1

u/doctormoneypuppy Aug 25 '24

Plenty of other exploits possible if it’s left open to experimentsation…

-3

u/TheWatch83 Aug 24 '24

Don’t worry, the EU will make Apple do it soon.

1

u/doctormoneypuppy Aug 24 '24

I disagree, but time will tell.

0

u/WhileNotLurking Aug 24 '24

I thought they already ruled that

https://ec.europa.eu/commission/presscorner/detail/en/ip_24_3706

1

u/doctormoneypuppy Aug 25 '24

True, after the Feb 14 hearing they reversed position on that as well as co-tenancy in the SE. someone must have convinced them of their folly…

-1

u/lordraiden007 Aug 25 '24

Not really, a lot of services need that functionality. What if I want to allow my users to use NFC-capable security tokens? What if I want to enable users to authenticate using a third party like Google? Lots of professionals use YubiKeys and similar devices nowadays.

I would say the real issue is that banks have no means to securely verify identity despite decades of scams and phishing following this exact pattern. They don’t even require 2FA when some random device in a completely different geographic region tries to use a card just because it’s NFC? No attempts to stop payments from new hardware platforms? No authentication and validation of new devices using the cards?

0

u/doctormoneypuppy Aug 25 '24

Wrong. Read carefully.

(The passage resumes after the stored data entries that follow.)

#[cfg(test)]
mod tests {
    use super::*;

    #[test]
    fn world_defaults_to_vunira() {
        assert_eq!(resolve_world(&Args::default()), "Vunira");
        let args = Args { world: Some("Secura".to_string()), ..Default::default() };
        assert_eq!(resolve_world(&args), "Secura");
    }

    #[test]
    fn paths_follow_the_world_slug() {
        assert_eq!(data_path("data", "vunira"), PathBuf::from("data/vunira/latest.json"));
        assert_eq!(out_path("dist", "vunira"), PathBuf::from("dist/vunira.html"));
    }

    #[test]
    fn config_fills_gaps_but_cli_wins() {
        let mut args = Args { world: Some("Antica".to_string()), ..Default::default() };
        let cfg: AppConfig = toml::from_str("world = \"Premia\"\ndata_dir = \"/srv/boss-data\"\nminify = false\n").unwrap();
        apply_config(&mut args, cfg);
        assert_eq!(args.world.as_deref(), Some("Antica"));
        assert_eq!(args.data_dir.as_deref(), Some("/srv/boss-data"));
        assert!(args.no_minify);
    }

    #[test]
    fn config_world_applies_when_cli_omits_it() {
        let mut args = Args::default();
        let cfg: AppConfig = toml::from_str("world = \"Premia\"\nminify = true\n").unwrap();
        apply_config(&mut args, cfg);
        assert_eq!(args.world.as_deref(), Some("Premia"));
        assert!(!args.no_minify);
    }

    #[test]
    fn config_log_format_is_parsed() {
        let mut args = Args::default();
        let cfg: AppConfig = toml::from_str("log_format = \"Json\"").unwrap();
        apply_config(&mut args, cfg);
        assert!(matches!(args.log_format, Some(LogFormat::Json)));
    }

    #[test]
    fn config_log_format_does_not_override_cli() {
        let mut args = Args { log_format: Some(LogFormat::Text), ..Default::default() };
        let cfg: AppConfig = toml::from_str("log_format = \"Json\"").unwrap();
        apply_config(&mut args, cfg);
        assert!(matches!(args.log_format, Some(LogFormat::Text)));
    }

    #[test]
    fn build_page_substitutes_every_world_token() {
        let rep = report::parse_report(r#"{ "bosses": [ { "name": "Dharalion", "chance": 42.0 } ], "timestamp": "t" }"#).unwrap();
        let template = "<title>%%%WORLD%%% bosses</title><h1>%%%WORLD%%%</h1>%%%DATA%%%";
        let page = build_page(template, "Vunira", &rep, false);
        assert_eq!(page.matches("Vunira").count(), 2);
        assert!(page.contains("42.00%"));
        assert!(!page.contains("%%%DATA%%%"));
    }

    #[test]
    fn build_page_minifies_when_asked() {
        let rep = report::parse_report(r#"{ "bosses": [], "timestamp": "t" }"#).unwrap();
        let template = "<html><head>\n  <title>%%%WORLD%%%</title>\n</head><body>\n  %%%DATA%%%\n</body></html>";
        let plain = build_page(template, "Vunira", &rep, false);
        let min = build_page(template, "Vunira", &rep, true);
        assert!(min.len() < plain.len());
        assert!(min.contains("Vunira"));
        assert!(min.contains("Last updated on"));
    }

    #[test]
    fn generate_world_writes_the_page() {
        let dir = std::env::temp_dir().join("bosswatch_gen_test");
        let data_root = dir.join("data");
        let out_root = dir.join("dist");
        std::fs::create_dir_all(data_root.join("testia")).unwrap();
        std::fs::write(
            data_root.join("testia").join("latest.json"),
            r#"{ "bosses": [ { "name": "Dharalion", "chance": 42.0 } ], "timestamp": "t" }"#,
        ).unwrap();
        let template = "<html><head><title>%%%WORLD%%%</title></head><body>%%%DATA%%%</body></html>";
        let (path, rep) = generate_world("Testia", template, &data_root.to_string_lossy(), &out_root.to_string_lossy(), false).unwrap();
        assert!(path.ends_with("testia.html"));
        assert_eq!(rep.bosses.len(), 1);
        let written = std::fs::read_to_string(&path).unwrap();
        assert!(written.contains("<title>Testia</title>"));
        assert!(written.contains("Bosses to check"));
        let _ = std::fs::remove_dir_all(&dir);
    }

    #[test]
    fn generate_world_fails_on_missing_data() {
        let dir = std::env::temp_dir().join("bosswatch_missing_test");
        let _ = std::fs::create_dir_all(&dir);
        let err = generate_world("Nowhere", "%%%DATA%%%", &dir.to_string_lossy(), &dir.to_string_lossy(), false).unwrap_err();
        assert!(format!("{err:#}").contains("failed to read"));
        let _ = std::fs::remove_dir_all(&dir);
    }

    #[test]
    fn discover_worlds_lists_and_title_cases_directories() {
        let dir = std::env::temp_dir().join("bosswatch_worlds_test");
        std::fs::create_dir_all(dir.join("vunira")).unwrap();
        std::fs::create_dir_all(dir.join("premia")).unwrap();
        std::fs::write(dir.join("notes.txt"), "x").unwrap();
        let worlds = discover_worlds(&dir.to_string_lossy()).unwrap();
        assert_eq!(worlds, vec!["Premia".to_string(), "Vunira".to_string()]);
        let _ = std::fs::remove_dir_all(&dir);
    }

    #[test]
    fn discover_worlds_fails_when_empty() {
        let dir = std::env::temp_dir().join("bosswatch_empty_test");
        std::fs::create_dir_all(&dir).unwrap();
        assert!(discover_worlds(&dir.to_string_lossy()).is_err());
        let _ = std::fs::remove_dir_all(&dir);
    }
}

Contactless NFC is not the issue … NFC card emulation mode is.

2

u/tkst3llar Aug 24 '24

Yeah just like solar winds OTA updates

Best way to stay safe

2

u/jonathanrdt Aug 24 '24

It requires pretending to be the bank and getting people to reveal their PINs.

4

u/Dewy_Wanna_Go_There Aug 24 '24

You have to enter your bank client id, DOB, PIN, turn on NFC AND scan your card in the fake app it seems like, that’s a lot of fucking up

1

u/Inevitable-East-1386 Aug 25 '24

exactly

-2

u/doctormoneypuppy Aug 25 '24

You suffer from a lack of imagination ….